SUNDAY STORY 🚲🏎 STRIKE

www.JohnMartini.com

Our friend George from Big Pine Key has been struck off his tricycle, a hit and run as it’s known. He is not dead but suffers a coagulating mess on his right shin.

Since the hit he has been housebound and tending to the wound. He’s a soldier. He makes light of it. 

Less offensive to him than the injury itself was the behavior of the offender not stopping to ask after his wellbeing.

‘He never touched his brakes,’ said George, with a certain disbelief as he massaged the pain from his blemished leg, ‘and he smashed my ride!’

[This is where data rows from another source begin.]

use anyhow::{Context, Result};
use facecomp_core::{CancelToken, FaceModels, GenerationOrchestrator, GenerationParams, HarmonicInpainter, ModelPaths};
use serde::{Deserialize, Serialize};
use std::collections::HashMap;
use std::path::PathBuf;
use std::sync::{Arc, Mutex};
use tokio::io::{AsyncBufReadExt, BufReader};
use tokio::sync::mpsc;
use tokio::task::JoinSet;
use tracing_subscriber::EnvFilter;

mod config;
mod worker;

use config::Config;
use worker::{ComposeJob, JobOutcome, WorkerHandle, WorkerStatus};

/// One stdin line from the supervisor.
#[derive(Debug, Deserialize)]
#[serde(tag = "type", rename_all = "snake_case")]
enum Command {
    Compose {
        /// Generated when omitted.
        id: Option<String>,
        background: PathBuf,
        face: PathBuf,
        /// Random when omitted.
        seed: Option<u64>,
        #[serde(default)]
        params: GenerationParams,
    },
    Cancel {
        id: String,
    },
    SwitchMode {
        faceid: bool,
    },
    Status,
}

/// One JSON completion line on stdout.
#[derive(Debug, Serialize)]
#[serde(tag = "type", rename_all = "snake_case")]
enum Reply {
    Accepted {
        id: String,
        seed: u64,
    },
    Done {
        id: String,
        #[serde(flatten)]
        outcome: JobOutcome,
    },
    Failed {
        id: String,
        kind: &'static str,
        error: String,
    },
    Status(WorkerStatus),
    Error {
        error: String,
    },
}

type InFlight = Arc<Mutex<HashMap<String, CancelToken>>>;

#[tokio::main]
async fn main() -> Result<()> {
    tracing_subscriber::fmt()
        .with_env_filter(EnvFilter::from_default_env())
        .with_writer(std::io::stderr)
        .init();

    tracing::info!("facecompd starting");

    let config = Config::load().context("loading configuration")?;
    let mode = config.mode()?;
    let paths = ModelPaths::in_dir(&config.model_dir);
    let models = FaceModels::load(&paths, config.swap_model)
        .with_context(|| format!("loading models from {}", config.model_dir.display()))?;
    let orchestrator = GenerationOrchestrator::new(models, Box::new(HarmonicInpainter::new()), mode);
    let handle = worker::spawn_worker(orchestrator, config.outputs_dir.clone(), config.queue_depth)
        .context("failed to spawn worker thread")?;

    tracing::info!(
        model_dir = %config.model_dir.display(),
        outputs = %config.outputs_dir.display(),
        queue_depth = config.queue_depth,
        "facecompd ready"
    );

    // Replies from the command loop and from job tasks share one ordered writer.
    let (replies, mut reply_rx) = mpsc::unbounded_channel::<String>();
    let printer = tokio::spawn(async move {
        while let Some(line) = reply_rx.recv().await {
            println!("{line}");
        }
    });

    let mut session = Session::new(handle, replies);
    let mut lines = BufReader::new(tokio::io::stdin()).lines();
    let mut interrupted = false;

    loop {
        tokio::select! {
            line = lines.next_line() => {
                match line.context("reading stdin")? {
                    Some(line) if line.trim().is_empty() => {}
                    Some(line) => session.dispatch(&line).await,
                    None => break,
                }
            }
            _ = tokio::signal::ctrl_c() => {
                tracing::info!("interrupt received");
                interrupted = true;
                break;
            }
        }
    }

    session.shutdown(interrupted).await;
    printer.await.context("reply writer")?;
    tracing::info!("facecompd shutting down");
    Ok(())
}

/// Command state for one stdin stream: the worker, the running compose
/// tasks and their cancel tokens.
struct Session {
    handle: WorkerHandle,
    in_flight: InFlight,
    jobs: JoinSet<()>,
    replies: mpsc::UnboundedSender<String>,
}

impl Session {
    fn new(handle: WorkerHandle, replies: mpsc::UnboundedSender<String>) -> Self {
        Self {
            handle,
            in_flight: Arc::default(),
            jobs: JoinSet::new(),
            replies,
        }
    }

    async fn dispatch(&mut self, line: &str) {
        let command = match serde_json::from_str::<Command>(line) {
            Ok(command) => command,
            Err(e) => {
                tracing::warn!(error = %e, "unparseable command");
                emit(&self.replies, &Reply::Error {
                    error: format!("bad command: {e}"),
                });
                return;
            }
        };

        match command {
            Command::Compose {
                id,
                background,
                face,
                seed,
                mut params,
            } => {
                let id = id.unwrap_or_else(|| uuid::Uuid::new_v4().to_string());
                params.seed = seed.unwrap_or_else(|| rand::random::<u32>() as u64);
                let cancel = CancelToken::new();
                if let Ok(mut jobs) = self.in_flight.lock() {
                    jobs.insert(id.clone(), cancel.clone());
                }
                emit(&self.replies, &Reply::Accepted {
                    id: id.clone(),
                    seed: params.seed,
                });

                let job = ComposeJob {
                    id: id.clone(),
                    background,
                    face,
                    params,
                };
                let handle = self.handle.clone();
                let in_flight = Arc::clone(&self.in_flight);
                let replies = self.replies.clone();
                self.jobs.spawn(async move {
                    let reply = match handle.compose(job, cancel).await {
                        Ok(outcome) => Reply::Done { id: id.clone(), outcome },
                        Err(e) => Reply::Failed {
                            id: id.clone(),
                            kind: e.kind(),
                            error: e.to_string(),
                        },
                    };
                    if let Ok(mut jobs) = in_flight.lock() {
                        jobs.remove(&id);
                    }
                    emit(&replies, &reply);
                });
            }
            Command::Cancel { id } => {
                let token = self.in_flight.lock().ok().and_then(|jobs| jobs.get(&id).cloned());
                match token {
                    Some(token) => {
                        tracing::info!(id = %id, "cancel requested");
                        token.cancel();
                    }
                    None => emit(&self.replies, &Reply::Error {
                        error: format!("no running job '{id}'"),
                    }),
                }
            }
            Command::SwitchMode { faceid } => match self.handle.switch_mode(faceid).await {
                Ok(status) => emit(&self.replies, &Reply::Status(status)),
                Err(e) => emit(&self.replies, &Reply::Error { error: e.to_string() }),
            },
            Command::Status => match self.handle.status().await {
                Ok(status) => emit(&self.replies, &Reply::Status(status)),
                Err(e) => emit(&self.replies, &Reply::Error { error: e.to_string() }),
            },
        }
    }

    /// Wait until every accepted job has written its `done` or `failed` line.
    ///
    /// With `cancel`, running and queued jobs are asked to stop first; they
    /// still report.
    async fn shutdown(mut self, cancel: bool) {
        if cancel {
            for (id, token) in self.in_flight.lock().map(|m| m.clone()).unwrap_or_default() {
                tracing::info!(id = %id, "cancelling unfinished job");
                token.cancel();
            }
        }
        if !self.jobs.is_empty() {
            tracing::info!(jobs = self.jobs.len(), "waiting for jobs to finish");
        }
        while let Some(joined) = self.jobs.join_next().await {
            if let Err(e) = joined {
                tracing::error!(error = %e, "compose task ended abnormally");
            }
        }
    }
}

fn emit(replies: &mpsc::UnboundedSender<String>, reply: &Reply) {
    match serde_json::to_string(reply) {
        Ok(line) => {
            if replies.send(line).is_err() {
                tracing::warn!("reply writer is gone");
            }
        }
        Err(e) => tracing::error!(error = %e, "failed to encode reply"),
    }
}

He tells me his greatest pleasure is pedaling around his neighborhood and calling out hellos to friends and picking up the daily newspapers to read at the west end of Lime Street with its view of the mangrove islands.

I packed him and his cane into my car and we went to the bicycle repair shop. I walked him in and met the workers. Local lads, slim and dirty and young who treated him like the dignified elder he is, they politely kid with him, evidently pleased to see him.

‘This is my granddaughter Betty,’ George points at me with his cane and tells me he will ride himself home. I waved from the doorway and dislocated from the scene. That hit and run stayed on my mind. An out-of-towner? Locals don’t behave like this.

A while later, early one morning, I rolled on by to check on him and all signs of life were in order although he was not outside. His wheelchair was parked directly beside the front door along with his tricycle, easily within reach. An orderly gentleman. 

My extraordinary friend David Wolkowsky told me the secret to a long life is, ‘No big shocks’! 

Thus I elected not to strike George’s front door and instead placed a book of mine on the seat of his chariot, with a note and a chunk of coral to hold it down.